§ **Record extracts**:

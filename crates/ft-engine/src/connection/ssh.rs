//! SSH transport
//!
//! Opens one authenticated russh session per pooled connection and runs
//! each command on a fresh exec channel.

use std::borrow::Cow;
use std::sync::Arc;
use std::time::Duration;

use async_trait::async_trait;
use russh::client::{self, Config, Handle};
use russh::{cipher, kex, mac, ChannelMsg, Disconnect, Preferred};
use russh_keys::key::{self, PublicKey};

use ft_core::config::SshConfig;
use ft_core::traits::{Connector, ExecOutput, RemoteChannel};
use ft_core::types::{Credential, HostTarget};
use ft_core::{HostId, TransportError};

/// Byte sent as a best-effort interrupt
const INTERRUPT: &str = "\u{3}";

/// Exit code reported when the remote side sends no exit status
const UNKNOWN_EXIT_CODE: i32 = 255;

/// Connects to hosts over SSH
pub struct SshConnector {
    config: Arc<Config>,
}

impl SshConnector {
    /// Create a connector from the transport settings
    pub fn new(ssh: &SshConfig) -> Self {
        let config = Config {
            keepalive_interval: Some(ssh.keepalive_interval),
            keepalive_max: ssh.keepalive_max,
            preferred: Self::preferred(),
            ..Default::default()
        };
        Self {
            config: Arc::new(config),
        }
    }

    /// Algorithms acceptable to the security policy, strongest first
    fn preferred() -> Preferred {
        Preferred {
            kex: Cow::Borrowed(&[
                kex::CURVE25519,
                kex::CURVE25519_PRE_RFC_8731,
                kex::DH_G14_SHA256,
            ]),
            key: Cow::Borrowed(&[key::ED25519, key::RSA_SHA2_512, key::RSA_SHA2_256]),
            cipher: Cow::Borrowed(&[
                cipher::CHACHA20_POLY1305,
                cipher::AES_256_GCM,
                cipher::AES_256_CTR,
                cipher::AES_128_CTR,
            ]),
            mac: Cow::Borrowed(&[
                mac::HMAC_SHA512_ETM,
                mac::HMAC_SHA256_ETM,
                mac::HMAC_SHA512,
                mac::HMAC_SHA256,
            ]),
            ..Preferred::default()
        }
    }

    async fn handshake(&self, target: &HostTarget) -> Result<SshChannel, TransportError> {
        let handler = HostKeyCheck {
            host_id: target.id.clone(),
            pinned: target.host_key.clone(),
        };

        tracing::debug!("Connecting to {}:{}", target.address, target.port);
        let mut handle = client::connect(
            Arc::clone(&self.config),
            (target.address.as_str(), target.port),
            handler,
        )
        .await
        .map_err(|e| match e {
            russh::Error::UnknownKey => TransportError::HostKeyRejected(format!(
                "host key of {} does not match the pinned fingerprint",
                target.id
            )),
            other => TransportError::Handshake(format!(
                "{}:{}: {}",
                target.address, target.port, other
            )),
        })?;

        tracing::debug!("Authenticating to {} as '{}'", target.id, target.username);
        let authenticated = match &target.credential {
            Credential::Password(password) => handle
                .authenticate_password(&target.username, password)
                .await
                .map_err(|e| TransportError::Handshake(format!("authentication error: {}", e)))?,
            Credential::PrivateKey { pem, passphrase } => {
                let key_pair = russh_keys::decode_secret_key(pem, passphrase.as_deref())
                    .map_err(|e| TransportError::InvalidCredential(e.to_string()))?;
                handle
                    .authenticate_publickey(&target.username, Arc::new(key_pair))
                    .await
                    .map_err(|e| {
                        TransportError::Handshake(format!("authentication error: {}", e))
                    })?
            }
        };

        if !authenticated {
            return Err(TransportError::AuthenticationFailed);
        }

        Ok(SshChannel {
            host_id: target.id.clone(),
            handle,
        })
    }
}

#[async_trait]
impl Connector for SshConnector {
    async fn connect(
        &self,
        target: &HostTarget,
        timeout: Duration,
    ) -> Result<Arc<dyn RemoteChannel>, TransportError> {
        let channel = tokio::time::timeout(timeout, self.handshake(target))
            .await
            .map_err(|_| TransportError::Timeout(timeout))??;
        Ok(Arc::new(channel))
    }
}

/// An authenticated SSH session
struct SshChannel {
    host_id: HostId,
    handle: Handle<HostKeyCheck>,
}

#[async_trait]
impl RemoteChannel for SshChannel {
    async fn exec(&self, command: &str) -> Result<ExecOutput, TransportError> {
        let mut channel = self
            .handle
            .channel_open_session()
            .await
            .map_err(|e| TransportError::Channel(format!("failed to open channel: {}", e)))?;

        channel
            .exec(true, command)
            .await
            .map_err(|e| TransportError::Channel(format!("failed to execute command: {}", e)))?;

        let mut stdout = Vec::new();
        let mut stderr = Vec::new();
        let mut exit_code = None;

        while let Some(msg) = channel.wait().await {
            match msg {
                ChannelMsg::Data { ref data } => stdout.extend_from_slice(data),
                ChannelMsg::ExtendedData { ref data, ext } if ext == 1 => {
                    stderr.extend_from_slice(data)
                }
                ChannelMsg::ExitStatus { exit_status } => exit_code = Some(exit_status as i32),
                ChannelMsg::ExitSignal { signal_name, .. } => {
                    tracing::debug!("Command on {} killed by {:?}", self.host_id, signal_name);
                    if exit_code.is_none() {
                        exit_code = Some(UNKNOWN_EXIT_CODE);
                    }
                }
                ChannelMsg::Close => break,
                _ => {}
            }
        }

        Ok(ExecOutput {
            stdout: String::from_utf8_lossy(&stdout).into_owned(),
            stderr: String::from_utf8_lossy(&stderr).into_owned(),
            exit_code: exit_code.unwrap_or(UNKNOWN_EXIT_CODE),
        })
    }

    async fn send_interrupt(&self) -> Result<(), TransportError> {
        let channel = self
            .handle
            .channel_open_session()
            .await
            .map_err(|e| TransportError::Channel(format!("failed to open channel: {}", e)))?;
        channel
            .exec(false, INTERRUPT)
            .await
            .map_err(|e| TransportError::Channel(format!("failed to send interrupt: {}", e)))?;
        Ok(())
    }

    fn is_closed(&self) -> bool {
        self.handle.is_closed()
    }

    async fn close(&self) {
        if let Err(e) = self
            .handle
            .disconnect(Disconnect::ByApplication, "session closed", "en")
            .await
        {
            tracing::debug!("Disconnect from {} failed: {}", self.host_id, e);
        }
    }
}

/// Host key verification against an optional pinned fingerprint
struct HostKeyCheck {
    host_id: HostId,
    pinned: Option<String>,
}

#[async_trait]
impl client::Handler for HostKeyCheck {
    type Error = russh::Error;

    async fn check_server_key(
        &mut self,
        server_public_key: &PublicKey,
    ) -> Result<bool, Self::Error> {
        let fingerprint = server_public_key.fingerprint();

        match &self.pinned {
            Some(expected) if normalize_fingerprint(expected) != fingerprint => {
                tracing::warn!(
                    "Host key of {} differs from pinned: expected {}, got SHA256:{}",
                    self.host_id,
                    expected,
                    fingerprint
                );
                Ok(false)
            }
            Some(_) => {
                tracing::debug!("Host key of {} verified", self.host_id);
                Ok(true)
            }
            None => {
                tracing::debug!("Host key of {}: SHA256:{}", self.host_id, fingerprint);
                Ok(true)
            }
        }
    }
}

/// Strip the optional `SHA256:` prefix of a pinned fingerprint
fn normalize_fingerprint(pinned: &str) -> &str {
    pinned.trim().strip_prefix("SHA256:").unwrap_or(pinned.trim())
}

§ **Exercise instructions**: Take every line from the data above that holds "connection" and copy it out.

§ **Your solution**:
filename crates/ft-engine/src/connection/ssh.rs
//! Opens one authenticated russh session per pooled connection and runs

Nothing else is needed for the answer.